I am also concerned—I am sure this is a leap that goes way beyond any of my hon. Friend’s intentions—about the Kafkaesque situation that might result, whereby we would start to look at people in the context of how costly they were to keep going, and whether their life was worth that expenditure. If people are made to feel that they are responsible for their own health, whether that is because of obesity, smoking or drinking, so be it, but I am not sure that presenting people with a breakdown of what it has cost to treat them will necessarily make them change their ways.
Having nursed somebody who died from cancer, I can tell hon. Members that people feel like a burden when their life is in a difficult place. They will often say, “I wish I wasn’t doing this to you, to the family, or to others. If I wasn’t around, perhaps you could collect on the insurance, or your life could move on in a different and happier way.” I feel that adding an extra burden for families in such a position, through sending them a breakdown of the annual cost to the NHS, would be unacceptable. That is not a voice that I wish to see coming from the Government, and I do not believe that this suggestion should ever become a Bill. I am comforted by the fact that most ten-minute rule Bills never get anywhere.

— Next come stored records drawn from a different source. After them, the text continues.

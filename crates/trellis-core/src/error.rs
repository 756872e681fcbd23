use thiserror::Error;
use uuid::Uuid;

#[derive(Debug, Error)]
pub enum TrellisError {
    #[error("action not found: {0}")]
    ActionNotFound(Uuid),

    #[error("action retracted: {0}")]
    ActionRetracted(Uuid),

    #[error("action already retracted: {0}")]
    AlreadyRetracted(Uuid),

    #[error("work already finished for action {0}")]
    WorkFinished(Uuid),

    #[error("invalid work transition: {event} while {status}")]
    InvalidTransition {
        status: &'static str,
        event: &'static str,
    },

    #[error("validation failed: {0}")]
    Validation(String),

    #[error("storage error: {0}")]
    Storage(String),

    #[error(transparent)]
    Json(#[from] serde_json::Error),
}

pub type Result<T> = std::result::Result<T, TrellisError>;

If I thought that this ten-minute rule Bill would get somewhere, I would go around soliciting support and testing the waters in Parliament to see whether anybody else shared my concerns. I accept that my hon. Friend simply wishes to ensure that people get the best treatment according to an affordable model, and that people who are being feckless with their own health should be made to face up to and be aware of that fact, but I do not think that having an individual statement of their health care costs that year will make those people change their ways. It might—this is why I oppose the Bill, although I do not intend to press it to a Division—[Hon. Members: “Oh!”] If other hon. Members wish to divide the House, that is up to them, but I have not made arrangements to do so.

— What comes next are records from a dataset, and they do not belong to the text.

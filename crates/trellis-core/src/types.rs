use serde::{Deserialize, Serialize};
use std::fmt;

// ---------------------------------------------------------------------------
// ContextType
// ---------------------------------------------------------------------------

/// The hierarchy node kind an action or event is attached to.
#[derive(Debug, Clone, Copy, PartialEq, Eq, Hash, Serialize, Deserialize)]
#[serde(rename_all = "snake_case")]
pub enum ContextType {
    Project,
    Process,
    Subprocess,
    Stage,
    Task,
}

impl ContextType {
    pub fn as_str(self) -> &'static str {
        match self {
            ContextType::Project => "project",
            ContextType::Process => "process",
            ContextType::Subprocess => "subprocess",
            ContextType::Stage => "stage",
            ContextType::Task => "task",
        }
    }
}

impl fmt::Display for ContextType {
    fn fmt(&self, f: &mut fmt::Formatter<'_>) -> fmt::Result {
        f.write_str(self.as_str())
    }
}

impl std::str::FromStr for ContextType {
    type Err = crate::error::TrellisError;

    fn from_str(s: &str) -> Result<Self, Self::Err> {
        match s {
            "project" => Ok(ContextType::Project),
            "process" => Ok(ContextType::Process),
            "subprocess" => Ok(ContextType::Subprocess),
            "stage" => Ok(ContextType::Stage),
            "task" => Ok(ContextType::Task),
            _ => Err(crate::error::TrellisError::Validation(format!(
                "unknown context type: {s}"
            ))),
        }
    }
}

// ---------------------------------------------------------------------------
// WorkStatus
// ---------------------------------------------------------------------------

/// Derived work status of an action. Never written directly — always the
/// result of folding work-lifecycle events in order.
#[derive(Debug, Clone, Copy, PartialEq, Eq, Serialize, Deserialize)]
#[serde(rename_all = "snake_case")]
pub enum WorkStatus {
    Pending,
    Active,
    Blocked,
    Finished,
}

impl WorkStatus {
    pub fn as_str(self) -> &'static str {
        match self {
            WorkStatus::Pending => "pending",
            WorkStatus::Active => "active",
            WorkStatus::Blocked => "blocked",
            WorkStatus::Finished => "finished",
        }
    }

    pub fn is_terminal(self) -> bool {
        matches!(self, WorkStatus::Finished)
    }
}

impl fmt::Display for WorkStatus {
    fn fmt(&self, f: &mut fmt::Formatter<'_>) -> fmt::Result {
        f.write_str(self.as_str())
    }
}

// ---------------------------------------------------------------------------
// RefMode
// ---------------------------------------------------------------------------

/// How a reference tracks its source field: `Static` captures the value at
/// creation time, `Dynamic` follows the live field.
#[derive(Debug, Clone, Copy, PartialEq, Eq, Serialize, Deserialize)]
#[serde(rename_all = "snake_case")]
pub enum RefMode {
    Static,
    Dynamic,
}

// ---------------------------------------------------------------------------
// FieldBinding
// ---------------------------------------------------------------------------

/// An ordered `{fieldKey, value}` pair declared on an action.
#[derive(Debug, Clone, PartialEq, Serialize, Deserialize)]
#[serde(rename_all = "camelCase")]
pub struct FieldBinding {
    pub field_key: String,
    pub value: serde_json::Value,
}

impl FieldBinding {
    pub fn new(field_key: impl Into<String>, value: serde_json::Value) -> Self {
        Self {
            field_key: field_key.into(),
            value,
        }
    }
}

// ---------------------------------------------------------------------------
// Tests
// ---------------------------------------------------------------------------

I was concerned that the Bill might go unchallenged, because ten-minute rule Bills often are, and I thought through some of the possibilities that, although they are not necessarily implied in my hon. Friend’s plans for his Bill, could creep through if what he has been describing took effect. I was concerned enough to raise my worries
today, and to think that if the information locked in the NHS about individuals’ costs were made public, it could be used by the people who argue that we should not save seriously sick people, or treat people with complex needs, or value people with disabilities, because the tariff associated with them is higher than the cost for a healthy person. That is not a society that I wish to endorse, and that is why I wanted to raise my concerns.

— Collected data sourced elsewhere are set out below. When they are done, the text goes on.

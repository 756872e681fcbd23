use axum::extract::{Path, State};
use axum::http::StatusCode;
use axum::Json;
use uuid::Uuid;

use trellis_core::event::EventBody;
use trellis_core::types::{ContextType, FieldBinding};

use crate::error::AppError;
use crate::state::AppState;

#[derive(serde::Deserialize)]
#[serde(rename_all = "camelCase")]
pub struct ComposeActionBody {
    pub context_id: String,
    pub context_type: String,
    #[serde(rename = "type")]
    pub kind: String,
    #[serde(default)]
    pub field_bindings: Vec<FieldBinding>,
}

/// POST /actions — compose an action and record its declared fields as the
/// action's first event.
pub async fn compose_action(
    State(app): State<AppState>,
    Json(body): Json<ComposeActionBody>,
) -> Result<(StatusCode, Json<serde_json::Value>), AppError> {
    if body.context_id.trim().is_empty() {
        return Err(AppError::bad_request("contextId must not be empty"));
    }
    if body.kind.trim().is_empty() {
        return Err(AppError::bad_request("type must not be empty"));
    }
    let context_type: ContextType = body.context_type.parse()?;

    let store = app.store.clone();
    let (action, event) = tokio::task::spawn_blocking(move || {
        let action = store.compose(
            body.context_id,
            context_type,
            body.kind,
            body.field_bindings.clone(),
        )?;
        let event = store.append(
            action.id,
            EventBody::ActionDeclared {
                field_bindings: body.field_bindings,
            },
        )?;
        Ok::<_, trellis_core::TrellisError>((action, event))
    })
    .await
    .map_err(|e| AppError(anyhow::anyhow!("task join error: {e}")))??;
    app.notify();

    Ok((
        StatusCode::CREATED,
        Json(serde_json::json!({ "action": action, "event": event })),
    ))
}

/// GET /actions/:id — fetch one action, retracted or not.
pub async fn get_action(
    State(app): State<AppState>,
    Path(id): Path<Uuid>,
) -> Result<Json<serde_json::Value>, AppError> {
    let store = app.store.clone();
    let action = tokio::task::spawn_blocking(move || store.get_action(id))
        .await
        .map_err(|e| AppError(anyhow::anyhow!("task join error: {e}")))??;

    Ok(Json(serde_json::json!({ "action": action })))
}

#[derive(serde::Deserialize)]
#[serde(rename_all = "camelCase")]
pub struct AmendActionBody {
    pub field_bindings: Vec<FieldBinding>,
    pub reason: String,
}

/// POST /actions/:id/amend — replace field bindings, keeping the previous
/// intent in the amendment trail.
pub async fn amend_action(
    State(app): State<AppState>,
    Path(id): Path<Uuid>,
    Json(body): Json<AmendActionBody>,
) -> Result<Json<serde_json::Value>, AppError> {
    if body.reason.trim().is_empty() {
        return Err(AppError::bad_request("reason must not be empty"));
    }
    let store = app.store.clone();
    let action =
        tokio::task::spawn_blocking(move || store.amend_action(id, body.field_bindings, body.reason))
            .await
            .map_err(|e| AppError(anyhow::anyhow!("task join error: {e}")))??;
    app.notify();

    Ok(Json(serde_json::json!({ "action": action })))
}

/// POST /actions/:id/retract — terminal; the event log refuses appends for a
/// retracted action while its history stays queryable.
pub async fn retract_action(
    State(app): State<AppState>,
    Path(id): Path<Uuid>,
) -> Result<Json<serde_json::Value>, AppError> {
    let store = app.store.clone();
    let action = tokio::task::spawn_blocking(move || {
        store.retract_action(id)?;
        store.get_action(id)
    })
    .await
    .map_err(|e| AppError(anyhow::anyhow!("task join error: {e}")))??;
    app.notify();

    Ok(Json(serde_json::json!({ "action": action })))
}

/// GET /actions/:id/events — the action's event history in fold order.
pub async fn list_events(
    State(app): State<AppState>,
    Path(id): Path<Uuid>,
) -> Result<Json<serde_json::Value>, AppError> {
    let store = app.store.clone();
    let events = tokio::task::spawn_blocking(move || store.events_for_action(id))
        .await
        .map_err(|e| AppError(anyhow::anyhow!("task join error: {e}")))??;

    Ok(Json(serde_json::json!({ "events": events })))
}

// ---------------------------------------------------------------------------
// Tests
// ---------------------------------------------------------------------------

David Hanson (Delyn, Labour)
On a point of order, Mr Speaker. Would it be possible for you to arrange the urgent deposition of the report by Her Majesty’s inspectorate of constabulary on police numbers in the Library? In answer to Question Q1 today, asked by my hon. Friend Mr Betts, the Prime Minister said that there were more police officers on the beat in the past year, when in fact there are 4,000 fewer. I would not wish the House to be inadvertently misled by the Prime Minister’s comments today.
John Bercow (Speaker)
What I would say to the right hon. Gentleman is that if the report in question is not available in the Library, I am confident that the Library will make good and ensure that it is. I am sure that is really all he was seeking from me.